WORK TASK: Please restate each entry that follows word for word.

[Opening PROVIDED MATERIAL section]

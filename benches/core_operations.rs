use criterion::{BenchmarkId, Criterion, Throughput, black_box, criterion_group, criterion_main};
use live_delta::{
    DeltaQuery, DiffOptions, Filter, KnownHashes, MemoryStore, ObserverConfig, Params,
    QueryExecutor, QueryRegistry, Row, RowsDiff, TableObserver, View, json, rows_diff,
};
use std::sync::Arc;
use std::time::Duration;
use tokio::runtime::Runtime;

const QUERY: &str = "SELECT * FROM items WHERE id < $1";

fn make_rows(size: usize, changed_every: usize) -> Vec<Arc<Row>> {
    (0..size)
        .map(|i| {
            let version = if changed_every > 0 && i % changed_every == 0 { 1 } else { 0 };
            Arc::new(
                Row::new()
                    .with("id", i)
                    .with("name", format!("item{}", i))
                    .with("version", version),
            )
        })
        .collect()
}

fn make_store(size: usize) -> MemoryStore {
    let store = MemoryStore::with_observer(TableObserver::new());
    store.create_table("items", "id");
    store.define_view(QUERY, View::scan("items").filter(Filter::lt("id", "$1")));
    for i in 0..size {
        store
            .insert(
                "items",
                Row::new().with("id", i).with("name", format!("item{}", i)),
            )
            .unwrap();
    }
    store
}

/// Benchmark: Diff two result sets with a tenth of the rows changed
fn bench_rows_diff(c: &mut Criterion) {
    let mut group = c.benchmark_group("rows_diff");

    for size in [100, 1000, 10000] {
        let old = make_rows(size, 0);
        let new = make_rows(size, 10);
        let equal = |a: &Arc<Row>, b: &Arc<Row>| Arc::ptr_eq(a, b) || a == b;

        group.throughput(Throughput::Elements(size as u64));
        group.bench_with_input(BenchmarkId::from_parameter(size), &size, |b, _| {
            b.iter(|| {
                let options = DiffOptions {
                    key_field: "id",
                    equal: &equal,
                };
                let diff: Option<RowsDiff> = rows_diff(&old, &new, &options);
                black_box(diff)
            })
        });
    }

    group.finish();
}

/// Benchmark: Render a delta statement
fn bench_delta_build(c: &mut Criterion) {
    let params = Params::from(json!([100]));
    c.bench_function("delta_build", |b| {
        b.iter(|| black_box(DeltaQuery::build(QUERY, &params, "id").unwrap()))
    });
}

/// Benchmark: Delta statement where every row is already known
fn bench_delta_execute_known(c: &mut Criterion) {
    let mut group = c.benchmark_group("delta_execute_known");

    for size in [100, 1000] {
        let store = make_store(size);
        let params = Params::from(json!([size]));
        let delta = DeltaQuery::build(QUERY, &params, "id").unwrap();
        let hashes = store
            .rows("items")
            .iter()
            .map(|row| row.content_hash())
            .collect();
        let bound = delta.bind(&params, &KnownHashes::from_hashes(hashes));

        group.throughput(Throughput::Elements(size as u64));
        group.bench_with_input(BenchmarkId::from_parameter(size), &size, |b, _| {
            b.to_async(Runtime::new().unwrap())
                .iter(|| async { black_box(store.execute(delta.sql(), &bound).await.unwrap()) })
        });
    }

    group.finish();
}

/// Benchmark: Forced refresh pass through the registry
fn bench_refresh_pass(c: &mut Criterion) {
    let rt = Runtime::new().unwrap();
    let store = make_store(1000);
    let shared = Arc::new(store.clone());
    let registry = QueryRegistry::new(
        shared.clone(),
        shared,
        Arc::new(TableObserver::new()),
        ObserverConfig::new()
            .key_field("id")
            .debounce(Duration::from_secs(3600)),
    )
    .unwrap();
    let handle = rt.block_on(async {
        registry
            .register(QUERY, json!([1000]), |_| false, |_| Ok(()))
            .await
            .unwrap()
    });

    c.bench_function("refresh_pass_unchanged_1000", |b| {
        b.to_async(Runtime::new().unwrap())
            .iter(|| async { black_box(handle.refresh().await.unwrap()) })
    });
}

criterion_group!(
    benches,
    bench_rows_diff,
    bench_delta_build,
    bench_delta_execute_known,
    bench_refresh_pass
);
criterion_main!(benches);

[Closing PROVIDED MATERIAL section]

SOLUTION TO THIS EXERCISE:
filename benches/core_operations.rs
use criterion::{BenchmarkId, Criterion, Throughput, black_box, criterion_group, criterion_main};
use live_delta::{
    DeltaQuery, DiffOptions, Filter, KnownHashes, MemoryStore, ObserverConfig, Params,
    QueryExecutor, QueryRegistry, Row, RowsDiff, TableObserver, View, json, rows_diff,
};
use std::sync::Arc;
use std::time::Duration;
use tokio::runtime::Runtime;

const QUERY: &str = "SELECT * FROM items WHERE id < $1";

fn make_rows(size: usize, changed_every: usize) -> Vec<Arc<Row>> {
    (0..size)
        .map(|i| {
            let version = if changed_every > 0 && i % changed_every == 0 { 1 } else { 0 };
            Arc::new(
                Row::new()
                    .with("id", i)
                    .with("name", format!("item{}", i))
                    .with("version", version),
            )
        })
        .collect()
}

fn make_store(size: usize) -> MemoryStore {
    let store = MemoryStore::with_observer(TableObserver::new());
    store.create_table("items", "id");
    store.define_view(QUERY, View::scan("items").filter(Filter::lt("id", "$1")));
    for i in 0..size {
        store
            .insert(
                "items",
                Row::new().with("id", i).with("name", format!("item{}", i)),
            )
            .unwrap();
    }
    store
}

/// Benchmark: Diff two result sets with a tenth of the rows changed
fn bench_rows_diff(c: &mut Criterion) {
    let mut group = c.benchmark_group("rows_diff");

    for size in [100, 1000, 10000] {
        let old = make_rows(size, 0);
        let new = make_rows(size, 10);
        let equal = |a: &Arc<Row>, b: &Arc<Row>| Arc::ptr_eq(a, b) || a == b;

        group.throughput(Throughput::Elements(size as u64));
        group.bench_with_input(BenchmarkId::from_parameter(size), &size, |b, _| {
            b.iter(|| {
                let options = DiffOptions {
                    key_field: "id",
                    equal: &equal,
                };
                let diff: Option<RowsDiff> = rows_diff(&old, &new, &options);
                black_box(diff)
            })
        });
    }

    group.finish();
}

/// Benchmark: Render a delta statement
fn bench_delta_build(c: &mut Criterion) {
    let params = Params::from(json!([100]));
    c.bench_function("delta_build", |b| {
        b.iter(|| black_box(DeltaQuery::build(QUERY, &params, "id").unwrap()))
    });
}

/// Benchmark: Delta statement where every row is already known
fn bench_delta_execute_known(c: &mut Criterion) {
    let mut group = c.benchmark_group("delta_execute_known");

    for size in [100, 1000] {
        let store = make_store(size);
        let params = Params::from(json!([size]));
        let delta = DeltaQuery::build(QUERY, &params, "id").unwrap();
        let hashes = store
            .rows("items")
            .iter()
            .map(|row| row.content_hash())
            .collect();
        let bound = delta.bind(&params, &KnownHashes::from_hashes(hashes));

        group.throughput(Throughput::Elements(size as u64));
        group.bench_with_input(BenchmarkId::from_parameter(size), &size, |b, _| {
            b.to_async(Runtime::new().unwrap())
                .iter(|| async { black_box(store.execute(delta.sql(), &bound).await.unwrap()) })
        });
    }

    group.finish();
}

/// Benchmark: Forced refresh pass through the registry
fn bench_refresh_pass(c: &mut Criterion) {
    let rt = Runtime::new().unwrap();
    let store = make_store(1000);
    let shared = Arc::new(store.clone());
    let registry = QueryRegistry::new(
        shared.clone(),
        shared,
        Arc::new(TableObserver::new()),
        ObserverConfig::new()
            .key_field("id")
            .debounce(Duration::from_secs(3600)),
    )
    .unwrap();
    let handle = rt.block_on(async {
        registry
            .register(QUERY, json!([1000]), |_| false, |_| Ok(()))
            .await
            .unwrap()
    });

    c.bench_function("refresh_pass_unchanged_1000", |b| {
        b.to_async(Runtime::new().unwrap())
            .iter(|| async { black_box(handle.refresh().await.unwrap()) })
    });
}

criterion_group!(
    benches,
    bench_rows_diff,
    bench_delta_build,
    bench_delta_execute_known,
    bench_refresh_pass
);
criterion_main!(benches);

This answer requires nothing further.